If you don't like the way a government does tasks it should do, take it to the task. Have competition. Make private enterprise work for you, make government work for you. Punish each if they don't perform. Government is not per se the end of a job well done. It does "security" obviously very well. Soldiers, policemen, firemen - any private sector competition in this area has not necessarily shown its superiority. And it doesn't take a Blackwater or a Katrina disaster to make the case for bad private enterprise.
I know a little about real existing socialism from my limited but curious exposure to East Germany. I did not like that type of society. Nothing in the US points there. I just don't get it in my head that the very same people who might benefit from a reform don't even want to listen, understand, shape the debate for fear of some perceived dogmatic mistake. That to me is more socialist in thinking than the open debate I expect from a democracy. If anything those wailing voices remind me of the way East Germany did its propaganda - never listen, never look at the issues, the facts, the solutions - just adamantly fight what they call the evil capitalists and subsume everything under that phrase. Why would you not want something that could potentially improve your life and instead voice an opposition that ultimately only benefits the status quo and those that don't have your best interest in mind. What's the matter with Kansas?
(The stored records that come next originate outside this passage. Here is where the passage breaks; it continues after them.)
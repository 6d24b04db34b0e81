//! Variant tables for every animated element of a card list.

use super::{CubicBezier, Height, Pose, Transition, Variants};
use crate::style;

const SETTLE: Transition = Transition::Spring(super::Spring::new(300.0, 30.0, 0.8));
const SOFT: Transition = Transition::spring(300.0, 25.0);
const SNAPPY: Transition = Transition::spring(400.0, 25.0);
const REVEAL_EASE: CubicBezier = CubicBezier(0.04, 0.62, 0.23, 0.98);

const SHOWN: Pose = Pose::NONE.opacity(1.0).y(0.0).scale(1.0);

/// List container fade.
pub const LIST: Variants = Variants {
    hidden: Pose::NONE.opacity(0.0),
    visible: Pose::NONE.opacity(1.0),
    hover: Pose::NONE,
    tap: Pose::NONE,
    enter: Transition::Tween { duration_ms: 300, ease: CubicBezier(0.0, 0.0, 0.58, 1.0) },
    exit: Transition::Tween { duration_ms: 300, ease: CubicBezier(0.0, 0.0, 0.58, 1.0) },
    interaction: SNAPPY,
};

/// Staggered wrapper around each card.
pub const ENTRY: Variants = Variants {
    hidden: Pose::NONE.opacity(0.0).y(30.0).scale(0.95),
    visible: SHOWN,
    hover: Pose::NONE,
    tap: Pose::NONE,
    enter: SETTLE,
    exit: SETTLE,
    interaction: SNAPPY,
};

pub const CARD: Variants = Variants {
    hidden: Pose::NONE.opacity(0.0).y(20.0).scale(0.95),
    visible: SHOWN,
    hover: Pose::NONE.y(-2.0),
    tap: Pose::NONE,
    enter: SETTLE,
    exit: SETTLE,
    interaction: SNAPPY,
};

/// Collapsible detail region: height 0 <-> auto with a fade.
pub const EXPANDED_CONTENT: Variants = Variants {
    hidden: Pose::NONE.opacity(0.0).height(Height::Zero),
    visible: Pose::NONE.opacity(1.0).height(Height::Auto),
    hover: Pose::NONE,
    tap: Pose::NONE,
    enter: Transition::Tween { duration_ms: 400, ease: REVEAL_EASE },
    exit: Transition::Tween { duration_ms: 300, ease: REVEAL_EASE },
    interaction: SNAPPY,
};

/// Rows inside a card (title row, price, detail rows).
pub const CHILD: Variants = Variants {
    hidden: Pose::NONE.opacity(0.0).y(10.0).scale(0.95),
    visible: SHOWN,
    hover: Pose::NONE,
    tap: Pose::NONE,
    enter: SOFT,
    exit: SOFT,
    interaction: SOFT,
};

/// Category pills: decorative hover/tap feedback only.
pub const PILL: Variants = Variants {
    hidden: Pose::NONE.opacity(0.0).scale(0.8).y(10.0),
    visible: SHOWN,
    hover: Pose::NONE.scale(1.05).y(-1.0),
    tap: Pose::NONE.scale(0.98),
    enter: SNAPPY,
    exit: SNAPPY,
    interaction: SNAPPY,
};

pub const STATUS_PILL: Variants = Variants {
    hidden: Pose::NONE,
    visible: Pose::NONE,
    hover: Pose::NONE.scale(1.05),
    tap: Pose::NONE.scale(0.98),
    enter: SNAPPY,
    exit: SNAPPY,
    interaction: SNAPPY,
};

/// Logo badge and location marker wiggle.
pub const BADGE: Variants = Variants {
    hidden: Pose::NONE,
    visible: Pose::NONE,
    hover: Pose::NONE.scale(1.1).rotate(5.0),
    tap: Pose::NONE,
    enter: SNAPPY,
    exit: SNAPPY,
    interaction: SNAPPY,
};

pub const TOGGLE: Variants = Variants {
    hidden: Pose::NONE,
    visible: Pose::NONE,
    hover: Pose::NONE.scale(1.1).background(style::TOGGLE_HOVER_BACKGROUND),
    tap: Pose::NONE.scale(0.95),
    enter: SNAPPY,
    exit: SNAPPY,
    interaction: SNAPPY,
};

/// Chevron rotation inside the toggle control.
pub const CHEVRON: Transition = SOFT;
This country has an admiration for un-intellectualism that sometimes scares me. All the talk-radio guys and the Sarah Palins of this country are an amazing boost to encourage intellectual ignorance, quell intellectual curiosity and cultivate an almost fanatic need to look at the world through eyes that are stuck in the 1890s or 1950s. So, yes God, throw down some brains, so at least there is a debate about health care and not about ghosts of the past with no relevancy to today. I just can't be dogmatic any more, it's 2009 for Chrissake.